By on Jul 30, 2010 in Blog | 0 comments

Report on the IDIA Kollam Sensitization Program

The Kollam chapter of IDIA commenced on 29-7-2010 at Kollam Government Model Boys HSS. A team consisting of Rahul, Vineetha, Deepa, ,Tintu, Jiju and Mahesh conducted the sensitization program and the aptitude test with the students of the humanities stream. Many of the students belonged to economically weak background and were unaware about the career prospects of Law. Only one student initially evinced interest in pursuing law as a career. However, as the session commenced, students displayed eagerness to know about law and the diverse opportunities in store for law graduates.
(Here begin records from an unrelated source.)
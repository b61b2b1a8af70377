//! Configuration management for Weft
//!
//! Provides hierarchical configuration loading from multiple sources:
//! 1. Environment variables (`WEFT_*` prefix, highest precedence)
//! 2. weft.local.toml (gitignored, local overrides)
//! 3. weft.toml (git-tracked, project config)
//! 4. ~/.config/weft/config.toml (user defaults)
//! 5. Built-in defaults (lowest precedence)

use serde::{Deserialize, Serialize};
use std::path::PathBuf;

mod error;
mod loader;
mod paths;

pub use error::ConfigError;
pub use loader::ConfigLoader;
pub use paths::Paths;

/// Main Weft configuration
#[derive(Debug, Clone, Default, Serialize, Deserialize)]
#[serde(default)]
pub struct WeftConfig {
    pub run: RunConfig,
    pub console: ConsoleConfig,
}

/// How workflows are executed.
#[derive(Debug, Clone, Default, Serialize, Deserialize)]
#[serde(default)]
pub struct RunConfig {
    /// Show `debug` instructions on the host stream.
    pub debug: bool,
    /// Graph description used when a command is given no path.
    pub graph: Option<PathBuf>,
}

/// Console host presentation.
#[derive(Debug, Clone, Serialize, Deserialize)]
#[serde(default)]
pub struct ConsoleConfig {
    /// Print a separator when a state change is observed.
    pub transition_banners: bool,
}

impl Default for ConsoleConfig {
    fn default() -> Self {
        Self {
            transition_banners: true,
        }
    }
}
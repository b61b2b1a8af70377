//! # weft-graph: Machine descriptions for `Weft`
//!
//! A [`Machine`] is the immutable description of one workflow state machine:
//! a mapping from state name to definition (routine or nested sub-machine)
//! plus an ordered transition table. Machines are built either directly via
//! [`MachineBuilder`] or from a textual graph description in a DOT subset
//! ([`Machine::from_dot`]).
//!
//! All structural invariants are checked once, at construction; queries
//! ([`Machine::successors`], [`Machine::classify`]) never fail afterwards.

pub mod dot;
pub mod error;
pub mod machine;


pub use error::GraphError;
pub use machine::{Machine, MachineBuilder, StateDef, Transition};
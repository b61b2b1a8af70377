//! # Weft
//!
//! Workflow state-machine runtime for interactive, human-in-the-loop flows.
//!
//! A host program supplies a directed graph of named states (optionally
//! nested into sub-machines) and a set of state routines; the runtime
//! drives execution and mediates every side effect through a typed
//! instruction stream.
//!
//! # Architecture
//!
//! ```text
//! ┌────────────────────────────────────────────────────────────┐
//! │                          Weft                              │
//! │  ┌─────────┐   ┌────────────┐   ┌──────────┐   ┌───────┐   │
//! │  │  Graph  │ → │  Routines  │ → │  Engine  │ → │ Host  │   │
//! │  │  (DOT)  │   │ (registry) │   │ (sched.) │   │ (I/O) │   │
//! │  └─────────┘   └────────────┘   └──────────┘   └───────┘   │
//! └────────────────────────────────────────────────────────────┘
//! ```
//!
//! # Quick Start
//!
//! ```ignore
//! use weft::{ConsoleHost, Instruction, Workflow, jump_to, script};
//!
//! let summary = Workflow::from_dot("digraph { __start__ -> hello; hello -> __end__; }")?
//!     .routine("__start__", |_| Box::new(jump_to("hello")))
//!     .routine("hello", |_| {
//!         Box::new(script([
//!             Instruction::notify("Hello from weft!"),
//!             Instruction::transition("__end__"),
//!         ]))
//!     })
//!     .run(ConsoleHost::new())?;
//! ```

mod workflow;

pub use workflow::{Workflow, WorkflowError};

// Graph layer
pub use weft_graph::{GraphError, Machine, MachineBuilder, StateDef, Transition};

// Engine layer
pub use weft_engine::{
    DispatchMode, Engine, EngineError, Instruction, Routine, RoutineInput, RoutineRegistry,
    ScriptRoutine, Signal, Step, jump_to, routine_fn, script,
};

// Host layer
pub use weft_host::{ConsoleHost, Driver, DriverError, HostEvent, HostIo, RecordingHost, RunSummary};

// Shared vocabulary
pub use weft_types::{GuardLabel, Payload, StateClass, StateName};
Soon doubts began to pour in and we were overwhelmed by the response. Queries were mostly with respect to the differences between an ordinary law degree and B.A,LL.B.(Hons.), the prospects of a National Law School graduate etc. The team members were soon involved in clearing umpteen doubts raised by students. After this fruitful interactive session, the aptitude test was conducted. Subsequently, we invited the principal of the school Mrs. Mathuri to wind up the session. By then the number of students interested in pursuing law had gone up to 7. Buoyed by the overwhelming response, the principal requested us to conduct sessions for students of science and commerce stream also. Faustin, the class leader proposed the vote of thanks and the program came to an end at around...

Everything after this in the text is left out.